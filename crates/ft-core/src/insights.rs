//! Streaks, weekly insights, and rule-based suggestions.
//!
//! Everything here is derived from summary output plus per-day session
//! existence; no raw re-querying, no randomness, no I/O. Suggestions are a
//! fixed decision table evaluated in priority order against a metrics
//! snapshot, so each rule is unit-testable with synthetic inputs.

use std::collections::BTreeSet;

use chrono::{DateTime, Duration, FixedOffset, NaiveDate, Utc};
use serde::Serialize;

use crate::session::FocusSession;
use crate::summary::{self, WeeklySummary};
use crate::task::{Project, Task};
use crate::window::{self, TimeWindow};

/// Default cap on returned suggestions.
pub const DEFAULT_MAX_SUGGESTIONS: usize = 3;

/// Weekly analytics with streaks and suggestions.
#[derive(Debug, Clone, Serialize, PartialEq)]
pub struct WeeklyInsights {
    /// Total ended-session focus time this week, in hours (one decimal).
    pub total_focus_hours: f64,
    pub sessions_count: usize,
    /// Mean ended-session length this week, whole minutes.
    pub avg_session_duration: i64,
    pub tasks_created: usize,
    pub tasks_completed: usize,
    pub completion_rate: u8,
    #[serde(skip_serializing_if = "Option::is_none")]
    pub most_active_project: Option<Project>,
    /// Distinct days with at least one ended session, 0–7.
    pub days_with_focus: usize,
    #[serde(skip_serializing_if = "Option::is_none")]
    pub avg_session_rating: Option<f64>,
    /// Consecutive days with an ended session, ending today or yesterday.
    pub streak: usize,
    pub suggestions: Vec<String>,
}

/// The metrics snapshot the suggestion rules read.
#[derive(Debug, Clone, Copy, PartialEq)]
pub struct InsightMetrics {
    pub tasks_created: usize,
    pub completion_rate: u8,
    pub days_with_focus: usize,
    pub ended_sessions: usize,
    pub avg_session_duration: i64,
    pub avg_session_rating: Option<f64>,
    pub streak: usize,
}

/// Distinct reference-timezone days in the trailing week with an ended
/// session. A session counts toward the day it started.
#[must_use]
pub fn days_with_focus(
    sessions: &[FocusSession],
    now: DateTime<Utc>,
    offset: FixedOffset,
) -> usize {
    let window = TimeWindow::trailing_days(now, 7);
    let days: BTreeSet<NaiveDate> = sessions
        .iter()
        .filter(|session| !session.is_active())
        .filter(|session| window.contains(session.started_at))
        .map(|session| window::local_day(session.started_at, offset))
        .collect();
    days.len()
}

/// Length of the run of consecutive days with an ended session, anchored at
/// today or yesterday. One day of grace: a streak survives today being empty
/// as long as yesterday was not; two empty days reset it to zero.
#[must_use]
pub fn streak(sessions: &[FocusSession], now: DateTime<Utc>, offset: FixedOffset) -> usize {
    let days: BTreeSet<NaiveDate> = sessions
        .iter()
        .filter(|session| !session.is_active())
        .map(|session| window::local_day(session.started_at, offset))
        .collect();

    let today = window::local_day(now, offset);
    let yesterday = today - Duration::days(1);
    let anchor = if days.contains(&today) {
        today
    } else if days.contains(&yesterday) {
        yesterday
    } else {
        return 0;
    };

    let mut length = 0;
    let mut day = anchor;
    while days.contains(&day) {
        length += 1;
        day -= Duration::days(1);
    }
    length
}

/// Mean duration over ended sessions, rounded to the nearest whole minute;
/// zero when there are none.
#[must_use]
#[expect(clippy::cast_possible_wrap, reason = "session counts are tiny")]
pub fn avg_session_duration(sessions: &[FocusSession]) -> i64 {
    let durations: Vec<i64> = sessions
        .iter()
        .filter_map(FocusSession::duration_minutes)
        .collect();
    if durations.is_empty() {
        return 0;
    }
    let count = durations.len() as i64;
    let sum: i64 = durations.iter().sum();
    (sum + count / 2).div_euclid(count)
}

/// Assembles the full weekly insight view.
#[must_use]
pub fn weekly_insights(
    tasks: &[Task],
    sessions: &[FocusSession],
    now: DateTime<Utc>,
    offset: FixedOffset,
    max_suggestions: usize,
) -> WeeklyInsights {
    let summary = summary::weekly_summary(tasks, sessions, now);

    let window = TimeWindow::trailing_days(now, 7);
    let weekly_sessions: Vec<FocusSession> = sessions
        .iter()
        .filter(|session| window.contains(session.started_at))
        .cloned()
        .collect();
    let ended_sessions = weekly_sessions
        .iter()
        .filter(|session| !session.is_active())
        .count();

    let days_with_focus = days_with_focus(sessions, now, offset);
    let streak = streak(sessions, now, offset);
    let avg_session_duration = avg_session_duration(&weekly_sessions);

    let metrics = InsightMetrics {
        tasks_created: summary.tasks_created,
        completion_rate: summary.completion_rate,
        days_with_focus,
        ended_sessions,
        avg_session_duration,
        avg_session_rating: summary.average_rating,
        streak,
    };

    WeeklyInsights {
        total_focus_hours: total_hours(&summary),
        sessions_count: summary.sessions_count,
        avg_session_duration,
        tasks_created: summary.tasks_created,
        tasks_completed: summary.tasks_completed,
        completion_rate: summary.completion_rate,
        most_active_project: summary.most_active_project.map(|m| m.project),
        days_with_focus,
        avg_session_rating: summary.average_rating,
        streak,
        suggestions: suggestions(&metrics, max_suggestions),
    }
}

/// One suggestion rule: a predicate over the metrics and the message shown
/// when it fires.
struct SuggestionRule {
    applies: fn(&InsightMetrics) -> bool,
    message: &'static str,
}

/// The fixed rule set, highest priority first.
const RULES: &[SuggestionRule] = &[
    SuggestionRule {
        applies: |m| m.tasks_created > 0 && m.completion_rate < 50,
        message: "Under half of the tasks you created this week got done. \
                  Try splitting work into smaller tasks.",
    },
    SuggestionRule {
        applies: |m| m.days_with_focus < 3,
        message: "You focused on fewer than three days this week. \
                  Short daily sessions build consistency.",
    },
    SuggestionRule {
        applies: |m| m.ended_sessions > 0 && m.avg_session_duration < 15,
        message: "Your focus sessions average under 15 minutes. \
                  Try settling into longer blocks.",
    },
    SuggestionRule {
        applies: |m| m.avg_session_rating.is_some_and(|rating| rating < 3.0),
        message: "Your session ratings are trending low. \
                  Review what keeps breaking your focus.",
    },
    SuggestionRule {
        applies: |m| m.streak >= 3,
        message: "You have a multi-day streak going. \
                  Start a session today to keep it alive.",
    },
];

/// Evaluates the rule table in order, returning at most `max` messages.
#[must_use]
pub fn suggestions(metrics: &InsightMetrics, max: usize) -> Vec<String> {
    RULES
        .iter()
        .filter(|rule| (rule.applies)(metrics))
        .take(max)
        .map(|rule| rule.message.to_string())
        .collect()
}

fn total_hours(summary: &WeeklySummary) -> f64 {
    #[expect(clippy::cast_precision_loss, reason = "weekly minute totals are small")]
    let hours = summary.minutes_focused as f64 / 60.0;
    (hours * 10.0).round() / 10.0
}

-----

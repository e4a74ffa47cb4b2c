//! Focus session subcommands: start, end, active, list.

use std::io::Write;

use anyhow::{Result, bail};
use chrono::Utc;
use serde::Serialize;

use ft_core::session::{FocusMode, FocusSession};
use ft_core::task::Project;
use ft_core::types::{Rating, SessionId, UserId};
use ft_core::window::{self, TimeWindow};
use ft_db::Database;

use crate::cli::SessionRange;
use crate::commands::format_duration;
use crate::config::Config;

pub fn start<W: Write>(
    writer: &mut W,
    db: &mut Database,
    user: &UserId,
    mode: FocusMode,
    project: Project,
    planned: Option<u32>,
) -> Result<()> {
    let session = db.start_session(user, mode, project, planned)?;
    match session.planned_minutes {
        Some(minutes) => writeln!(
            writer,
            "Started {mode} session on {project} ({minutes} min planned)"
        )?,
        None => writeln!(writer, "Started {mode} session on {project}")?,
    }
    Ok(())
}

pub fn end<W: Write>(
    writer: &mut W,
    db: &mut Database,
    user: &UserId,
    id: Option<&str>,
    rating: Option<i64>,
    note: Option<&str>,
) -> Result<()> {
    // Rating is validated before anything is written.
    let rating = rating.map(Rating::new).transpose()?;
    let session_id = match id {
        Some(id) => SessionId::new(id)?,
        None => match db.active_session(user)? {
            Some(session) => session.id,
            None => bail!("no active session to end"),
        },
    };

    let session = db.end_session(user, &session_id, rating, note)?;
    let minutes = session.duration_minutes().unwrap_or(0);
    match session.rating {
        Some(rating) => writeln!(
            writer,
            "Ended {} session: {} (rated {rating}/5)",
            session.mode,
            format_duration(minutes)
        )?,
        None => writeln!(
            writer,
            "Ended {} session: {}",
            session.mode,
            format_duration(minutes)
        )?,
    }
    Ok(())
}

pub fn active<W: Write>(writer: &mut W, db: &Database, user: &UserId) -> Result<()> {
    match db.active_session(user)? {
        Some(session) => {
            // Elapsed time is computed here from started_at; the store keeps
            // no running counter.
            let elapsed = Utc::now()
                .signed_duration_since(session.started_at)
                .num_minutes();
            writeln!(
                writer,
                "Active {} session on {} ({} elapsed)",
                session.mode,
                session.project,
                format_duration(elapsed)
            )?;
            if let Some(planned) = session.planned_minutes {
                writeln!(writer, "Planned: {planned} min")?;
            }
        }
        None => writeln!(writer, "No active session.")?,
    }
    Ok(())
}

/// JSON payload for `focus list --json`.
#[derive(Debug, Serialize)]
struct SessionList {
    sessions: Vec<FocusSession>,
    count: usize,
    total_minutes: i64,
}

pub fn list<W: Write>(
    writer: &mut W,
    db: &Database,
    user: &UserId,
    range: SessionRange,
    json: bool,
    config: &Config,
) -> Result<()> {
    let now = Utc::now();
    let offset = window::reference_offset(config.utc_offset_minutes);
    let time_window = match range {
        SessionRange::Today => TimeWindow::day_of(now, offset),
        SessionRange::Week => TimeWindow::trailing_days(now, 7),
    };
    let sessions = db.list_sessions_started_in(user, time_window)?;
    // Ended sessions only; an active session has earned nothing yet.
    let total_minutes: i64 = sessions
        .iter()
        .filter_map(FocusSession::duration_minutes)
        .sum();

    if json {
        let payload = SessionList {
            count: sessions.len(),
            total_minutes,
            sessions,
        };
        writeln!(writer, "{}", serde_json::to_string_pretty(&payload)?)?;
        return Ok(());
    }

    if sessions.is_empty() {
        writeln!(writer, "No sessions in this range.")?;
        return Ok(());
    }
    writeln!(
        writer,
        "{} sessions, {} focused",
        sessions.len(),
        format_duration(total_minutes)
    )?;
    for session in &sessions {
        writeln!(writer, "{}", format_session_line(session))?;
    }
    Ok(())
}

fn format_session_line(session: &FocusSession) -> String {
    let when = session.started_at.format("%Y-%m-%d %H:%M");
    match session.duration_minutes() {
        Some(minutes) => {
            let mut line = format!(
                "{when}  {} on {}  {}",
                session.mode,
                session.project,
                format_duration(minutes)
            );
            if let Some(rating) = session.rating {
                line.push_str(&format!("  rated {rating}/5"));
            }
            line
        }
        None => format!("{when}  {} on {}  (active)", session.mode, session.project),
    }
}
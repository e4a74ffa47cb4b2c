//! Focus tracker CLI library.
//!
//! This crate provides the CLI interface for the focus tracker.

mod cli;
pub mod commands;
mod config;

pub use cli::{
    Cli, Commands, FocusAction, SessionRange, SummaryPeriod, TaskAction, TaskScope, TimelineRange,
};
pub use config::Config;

-----

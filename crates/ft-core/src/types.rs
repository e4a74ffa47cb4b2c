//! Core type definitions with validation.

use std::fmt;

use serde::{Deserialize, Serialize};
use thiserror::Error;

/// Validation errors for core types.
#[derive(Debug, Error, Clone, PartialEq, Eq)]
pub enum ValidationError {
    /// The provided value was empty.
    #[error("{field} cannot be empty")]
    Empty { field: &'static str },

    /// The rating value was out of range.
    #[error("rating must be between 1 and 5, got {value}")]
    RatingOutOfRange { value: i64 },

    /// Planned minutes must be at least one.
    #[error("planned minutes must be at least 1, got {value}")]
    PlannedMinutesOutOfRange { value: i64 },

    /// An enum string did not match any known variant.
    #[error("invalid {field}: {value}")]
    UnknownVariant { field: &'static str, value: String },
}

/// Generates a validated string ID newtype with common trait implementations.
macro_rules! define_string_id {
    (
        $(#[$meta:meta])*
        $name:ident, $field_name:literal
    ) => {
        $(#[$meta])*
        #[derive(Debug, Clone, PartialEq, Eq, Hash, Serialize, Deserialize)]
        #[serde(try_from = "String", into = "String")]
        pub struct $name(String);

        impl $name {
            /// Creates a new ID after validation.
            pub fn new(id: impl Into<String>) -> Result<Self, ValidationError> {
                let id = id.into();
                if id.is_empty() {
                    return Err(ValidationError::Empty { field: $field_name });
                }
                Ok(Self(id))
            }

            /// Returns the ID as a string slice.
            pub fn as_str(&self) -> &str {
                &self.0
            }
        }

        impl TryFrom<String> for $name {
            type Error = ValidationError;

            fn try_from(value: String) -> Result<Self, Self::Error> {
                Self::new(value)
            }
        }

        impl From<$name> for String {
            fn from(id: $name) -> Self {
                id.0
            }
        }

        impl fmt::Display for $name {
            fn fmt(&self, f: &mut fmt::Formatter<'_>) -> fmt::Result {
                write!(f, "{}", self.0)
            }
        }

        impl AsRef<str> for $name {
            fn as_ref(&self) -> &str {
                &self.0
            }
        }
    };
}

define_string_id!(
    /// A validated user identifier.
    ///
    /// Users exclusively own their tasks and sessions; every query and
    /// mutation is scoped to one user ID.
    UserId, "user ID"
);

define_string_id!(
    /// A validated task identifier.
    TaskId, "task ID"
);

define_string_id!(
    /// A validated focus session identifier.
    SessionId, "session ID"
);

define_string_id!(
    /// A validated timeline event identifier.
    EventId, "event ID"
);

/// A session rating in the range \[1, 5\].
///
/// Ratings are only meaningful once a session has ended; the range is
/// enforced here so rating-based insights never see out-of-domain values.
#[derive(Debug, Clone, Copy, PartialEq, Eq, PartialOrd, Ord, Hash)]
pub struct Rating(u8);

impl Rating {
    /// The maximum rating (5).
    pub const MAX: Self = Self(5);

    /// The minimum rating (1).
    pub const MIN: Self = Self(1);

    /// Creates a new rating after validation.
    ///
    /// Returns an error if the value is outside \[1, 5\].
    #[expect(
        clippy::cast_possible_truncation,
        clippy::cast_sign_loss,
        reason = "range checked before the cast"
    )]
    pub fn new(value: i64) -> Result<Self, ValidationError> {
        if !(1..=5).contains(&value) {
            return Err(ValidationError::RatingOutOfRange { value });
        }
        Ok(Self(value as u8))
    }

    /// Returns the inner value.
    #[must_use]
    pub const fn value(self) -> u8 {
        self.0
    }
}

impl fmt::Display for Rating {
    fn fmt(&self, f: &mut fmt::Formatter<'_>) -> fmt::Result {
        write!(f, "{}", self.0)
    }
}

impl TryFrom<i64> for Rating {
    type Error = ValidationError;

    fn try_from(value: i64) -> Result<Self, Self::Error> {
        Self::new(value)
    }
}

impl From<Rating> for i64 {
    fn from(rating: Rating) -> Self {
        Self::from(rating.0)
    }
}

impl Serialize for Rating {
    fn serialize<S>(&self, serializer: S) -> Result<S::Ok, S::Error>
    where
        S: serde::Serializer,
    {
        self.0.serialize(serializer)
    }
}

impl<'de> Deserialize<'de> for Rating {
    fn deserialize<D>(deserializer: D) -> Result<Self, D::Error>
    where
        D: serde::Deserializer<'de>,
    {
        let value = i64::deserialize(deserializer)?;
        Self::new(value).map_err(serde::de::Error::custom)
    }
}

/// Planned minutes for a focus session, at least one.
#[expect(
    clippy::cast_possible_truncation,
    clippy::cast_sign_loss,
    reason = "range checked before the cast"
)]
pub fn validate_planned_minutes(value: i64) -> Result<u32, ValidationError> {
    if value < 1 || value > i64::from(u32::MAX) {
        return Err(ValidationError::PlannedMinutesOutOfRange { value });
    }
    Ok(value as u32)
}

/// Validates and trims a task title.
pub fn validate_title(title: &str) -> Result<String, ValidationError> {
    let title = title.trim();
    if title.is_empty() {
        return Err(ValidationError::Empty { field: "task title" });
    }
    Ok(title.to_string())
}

-----

Every line above that includes the string "types" needs to be copied.

| Task output |
use ft_core::types::{Rating, SessionId, UserId};
filename crates/ft-core/src/types.rs
/// Validation errors for core types.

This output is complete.